Both the standalone Steam Controller and Steam Deck's internal gamepad pose a unique challenge: in addition to being gamepads with every problem mentioned above, they also emulate keyboard and pointer input. To make things more complicated, Steam has a built-in userspace HID driver for these controllers, with subtly different behavior between it and the Linux kernel driver. SteamOS and Bazzite both autostart Steam in background in desktop mode.

If one tries to use evdev in a generic way, same as for other gamepads, the results will not be pretty:

In desktop mode Steam emulates a virtual XInput (Xbox) gamepad. This gamepad works fine, except it lacks access to Steam and QAM buttons, as well as the 4 back buttons (L4, L5, R4, R5). This works perfectly fine for most games, but fails for emulators where in addition to the in-game controls you need a button to exit the game/open menu.

It also provides 2 action sets: Desktop and Gamepad.
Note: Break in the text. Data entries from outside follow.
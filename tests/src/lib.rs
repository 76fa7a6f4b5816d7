//! # Northgate Test Suite
//!
//! Unified test crate for the behavior that only shows up in combination:
//! the gateway's RPC client against the real responders, and full HTTP
//! journeys through the assembled router.
//!
//! ## Structure
//!
//! ```text
//! tests/src/
//! └── integration/
//!     ├── rpc_flows.rs   # RPC client to responders over the bus
//!     └── http_e2e.rs    # HTTP journeys through the full router
//! ```
//!
//! ## Running Tests
//!
//! ```bash
//! # All tests
//! cargo test -p ng-tests
//!
//! # By category
//! cargo test -p ng-tests integration::rpc_flows::
//! cargo test -p ng-tests integration::http_e2e::
//! ```

#![allow(unused_variables)]
#![allow(unused_imports)]
#![allow(dead_code)]

pub mod integration;
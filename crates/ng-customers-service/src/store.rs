//! Customer persistence.

use parking_lot::RwLock;
use shared_types::{Customer, CustomerPatch, NewCustomer, PageRequest, PageResult};
use std::collections::BTreeMap;
use thiserror::Error;

#[derive(Debug, Error, PartialEq, Eq)]
pub enum StoreError {
    #[error("a customer with id {0} already exists")]
    DuplicateId(String),
}

/// Storage seam for the customers responder.
///
/// Ids are caller-chosen; listing is ordered by id.
pub trait CustomerStore: Send + Sync {
    /// Stores a new customer. The id must be unused.
    fn create(&self, new: NewCustomer) -> Result<Customer, StoreError>;

    fn list(&self, request: PageRequest) -> PageResult<Customer>;

    fn find(&self, id: &str) -> Option<Customer>;

    /// Applies the patch and returns the updated record, or `None` when the
    /// id is unknown.
    fn update(&self, id: &str, patch: &CustomerPatch) -> Option<Customer>;

    /// Removes and returns the record, or `None` when the id is unknown.
    fn remove(&self, id: &str) -> Option<Customer>;

    fn len(&self) -> usize;
}

/// Process-local customer store.
#[derive(Debug, Default)]
pub struct InMemoryCustomerStore {
    customers: RwLock<BTreeMap<String, Customer>>,
}

impl InMemoryCustomerStore {
    #[must_use]
    pub fn new() -> Self {
        Self::default()
    }

    /// A store preloaded with a handful of demo customers.
    #[must_use]
    pub fn seeded() -> Self {
        let store = Self::new();
        for (id, contact, city, country) in [
            ("ALFKI", "Maria Anders", "Berlin", "Germany"),
            ("ANATR", "Ana Trujillo", "México D.F.", "Mexico"),
            ("ANTON", "Antonio Moreno", "México D.F.", "Mexico"),
            ("AROUT", "Thomas Hardy", "London", "UK"),
            ("BERGS", "Christina Berglund", "Luleå", "Sweden"),
        ] {
            // The seed ids are distinct, so this cannot collide.
            let _ = store.create(NewCustomer {
                customer_id: id.to_string(),
                contact_name: Some(contact.to_string()),
                city: Some(city.to_string()),
                country: Some(country.to_string()),
            });
        }
        store
    }
}

impl CustomerStore for InMemoryCustomerStore {
    fn create(&self, new: NewCustomer) -> Result<Customer, StoreError> {
        let mut customers = self.customers.write();
        if customers.contains_key(&new.customer_id) {
            return Err(StoreError::DuplicateId(new.customer_id));
        }
        let customer = Customer::from(new);
        customers.insert(customer.customer_id.clone(), customer.clone());
        Ok(customer)
    }

    fn list(&self, request: PageRequest) -> PageResult<Customer> {
        let request = request.normalized();
        let customers = self.customers.read();
        let data: Vec<Customer> = customers
            .values()
            .skip(request.offset())
            .take(request.limit as usize)
            .cloned()
            .collect();
        PageResult::new(data, customers.len() as u64, request)
    }

    fn find(&self, id: &str) -> Option<Customer> {
        self.customers.read().get(id).cloned()
    }

    fn update(&self, id: &str, patch: &CustomerPatch) -> Option<Customer> {
        let mut customers = self.customers.write();
        let customer = customers.get_mut(id)?;
        customer.apply(patch);
        Some(customer.clone())
    }

    fn remove(&self, id: &str) -> Option<Customer> {
        self.customers.write().remove(id)
    }

    fn len(&self) -> usize {
        self.customers.read().len()
    }
}
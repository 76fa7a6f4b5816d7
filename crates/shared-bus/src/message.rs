//! The unit of transport: a payload addressed to a subject.

use bytes::Bytes;

/// A message as it travels on the bus.
///
/// `reply_to` carries the subject the receiver should answer on; requests
/// set it, replies and fire-and-forget messages leave it empty. The payload
/// is opaque to the transport (JSON-encoded envelopes everywhere in this
/// system, but the bus does not care).
#[derive(Debug, Clone, PartialEq)]
pub struct BusMessage {
    pub subject: String,
    pub reply_to: Option<String>,
    pub payload: Bytes,
}

impl BusMessage {
    /// A message with no reply subject.
    pub fn new(subject: impl Into<String>, payload: impl Into<Bytes>) -> Self {
        Self {
            subject: subject.into(),
            reply_to: None,
            payload: payload.into(),
        }
    }

    /// A request expecting its answer on `reply_to`.
    pub fn with_reply(
        subject: impl Into<String>,
        reply_to: impl Into<String>,
        payload: impl Into<Bytes>,
    ) -> Self {
        Self {
            subject: subject.into(),
            reply_to: Some(reply_to.into()),
            payload: payload.into(),
        }
    }
}
//! Subject handler for the `customers.*` operations.
//!
//! Delete answers with the removed record, matching the update/create shape.

use async_trait::async_trait;
use serde_json::Value;
use shared_bus::responder::SubjectHandler;
use shared_types::{subjects, NewCustomer, PageRequest, ReplyError, UpdateCustomerRequest};
use std::sync::Arc;
use tracing::info;

use crate::store::{CustomerStore, StoreError};

/// The customers responder.
pub struct CustomersHandler {
    store: Arc<dyn CustomerStore>,
}

impl CustomersHandler {
    pub fn new(store: Arc<dyn CustomerStore>) -> Self {
        Self { store }
    }
}

#[async_trait]
impl SubjectHandler for CustomersHandler {
    fn subjects(&self) -> &[&str] {
        &[
            subjects::CUSTOMERS_FIND_ALL,
            subjects::CUSTOMERS_FIND_ONE,
            subjects::CUSTOMERS_CREATE,
            subjects::CUSTOMERS_UPDATE,
            subjects::CUSTOMERS_DELETE,
        ]
    }

    async fn handle(&self, subject: &str, data: Value) -> Result<Value, ReplyError> {
        match subject {
            subjects::CUSTOMERS_FIND_ALL => {
                let request: PageRequest = decode(data)?;
                encode(self.store.list(request))
            }
            subjects::CUSTOMERS_FIND_ONE => {
                // The payload is the bare id string.
                let id: String = decode(data)?;
                let customer = self
                    .store
                    .find(&id)
                    .ok_or_else(|| ReplyError::not_found(format!("no customer with id {id}")))?;
                encode(customer)
            }
            subjects::CUSTOMERS_CREATE => {
                let new: NewCustomer = decode(data)?;
                match self.store.create(new) {
                    Ok(customer) => {
                        info!(customer_id = %customer.customer_id, "Customer created");
                        encode(customer)
                    }
                    Err(StoreError::DuplicateId(id)) => Err(ReplyError::conflict(format!(
                        "a customer with id {id} already exists"
                    ))),
                }
            }
            subjects::CUSTOMERS_UPDATE => {
                let request: UpdateCustomerRequest = decode(data)?;
                let customer = self.store.update(&request.id, &request.patch).ok_or_else(|| {
                    ReplyError::not_found(format!("no customer with id {}", request.id))
                })?;
                info!(customer_id = %customer.customer_id, "Customer updated");
                encode(customer)
            }
            subjects::CUSTOMERS_DELETE => {
                let id: String = decode(data)?;
                let customer = self
                    .store
                    .remove(&id)
                    .ok_or_else(|| ReplyError::not_found(format!("no customer with id {id}")))?;
                info!(customer_id = %customer.customer_id, "Customer deleted");
                encode(customer)
            }
            other => Err(ReplyError::internal(format!("unroutable subject {other}"))),
        }
    }
}

fn decode<T: serde::de::DeserializeOwned>(data: Value) -> Result<T, ReplyError> {
    serde_json::from_value(data).map_err(|e| ReplyError::invalid(format!("bad payload: {e}")))
}

fn encode<T: serde::Serialize>(value: T) -> Result<Value, ReplyError> {
    serde_json::to_value(value)
        .map_err(|e| ReplyError::internal(format!("reply encoding failed: {e}")))
}
//! Northgate customers responder.
//!
//! Owns the customer records and answers the `customers.*` subjects on the
//! bus: paginated listing, find-one, create (ids are caller-chosen short
//! codes), patch-style update, and delete returning the removed record.

#![warn(clippy::all)]
#![deny(unsafe_code)]

pub mod handler;
pub mod store;

pub use handler::CustomersHandler;
pub use store::{CustomerStore, InMemoryCustomerStore, StoreError};
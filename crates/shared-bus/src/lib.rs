//! # Shared Bus - Transport Between Gateway and Responders
//!
//! Everything here treats the bus as an asynchronous request/reply fabric:
//! the gateway publishes a request envelope to a subject with a reply-to
//! subject attached, and exactly one responder answers on that reply
//! subject.
//!
//! ## Request/Reply Flow
//!
//! ```text
//! ┌──────────────┐                        ┌──────────────┐
//! │   Gateway    │  publish(subject,      │  Responder   │
//! │  RPC client  │          reply_to)     │ serve() loop │
//! │              │ ──────────┐            │              │
//! └──────────────┘           │            └──────────────┘
//!        ↑                   ▼                    │
//!        │             ┌──────────────┐           │
//!        └──────────── │     Bus      │ ◄─────────┘
//!   subscribe(reply_to)│              │  publish(reply_to)
//!                      └──────────────┘
//! ```
//!
//! ## Implementations
//!
//! - [`InMemoryBus`]: in-process fan-out for single-node runs and tests;
//!   connections can be severed to simulate outages.
//! - [`NatsTransport`]: the deployment transport over `async-nats`.

// Nursery lints that are too strict
#![allow(clippy::missing_const_for_fn)]
// Allow in tests
#![cfg_attr(test, allow(clippy::unwrap_used))]
#![cfg_attr(test, allow(clippy::expect_used))]
#![cfg_attr(test, allow(clippy::panic))]

pub mod error;
pub mod memory;
pub mod message;
pub mod nats;
pub mod responder;
pub mod transport;

// Re-export main types
pub use error::BusError;
pub use memory::{InMemoryBus, InMemoryConnection};
pub use message::BusMessage;
pub use nats::{NatsConnection, NatsTransport};
pub use responder::{serve, SubjectHandler};
pub use transport::{BusConnection, BusTransport, Subscription};

/// Maximum messages to buffer per subscription before drops.
pub const DEFAULT_CHANNEL_CAPACITY: usize = 1000;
In desktop action set none of the gamepad buttons will even act like gamepad buttons, and instead will emulate keyboard and mouse. D-pad will act as arrow keys, A button will be Enter, B button will be Esc and so on. This is called "lizard mode" for some reason, and on Steam Deck is toggled by holding the Menu (Start) button. Once you switch to gamepad action set, gamepad buttons will act as a gamepad, with the caveat mentioned above.

Gamepad action set also makes the left touchpad behave differently: instead of scrolling and performing a middle click on press, it does a right click on press while moving finger on it does nothing.

hid-steam

Linux kernel includes a driver for these controllers, called hid-steam, so you don't have to be running Steam for it to work. While it does most of the same things Steam's userspace driver does, it's not identical.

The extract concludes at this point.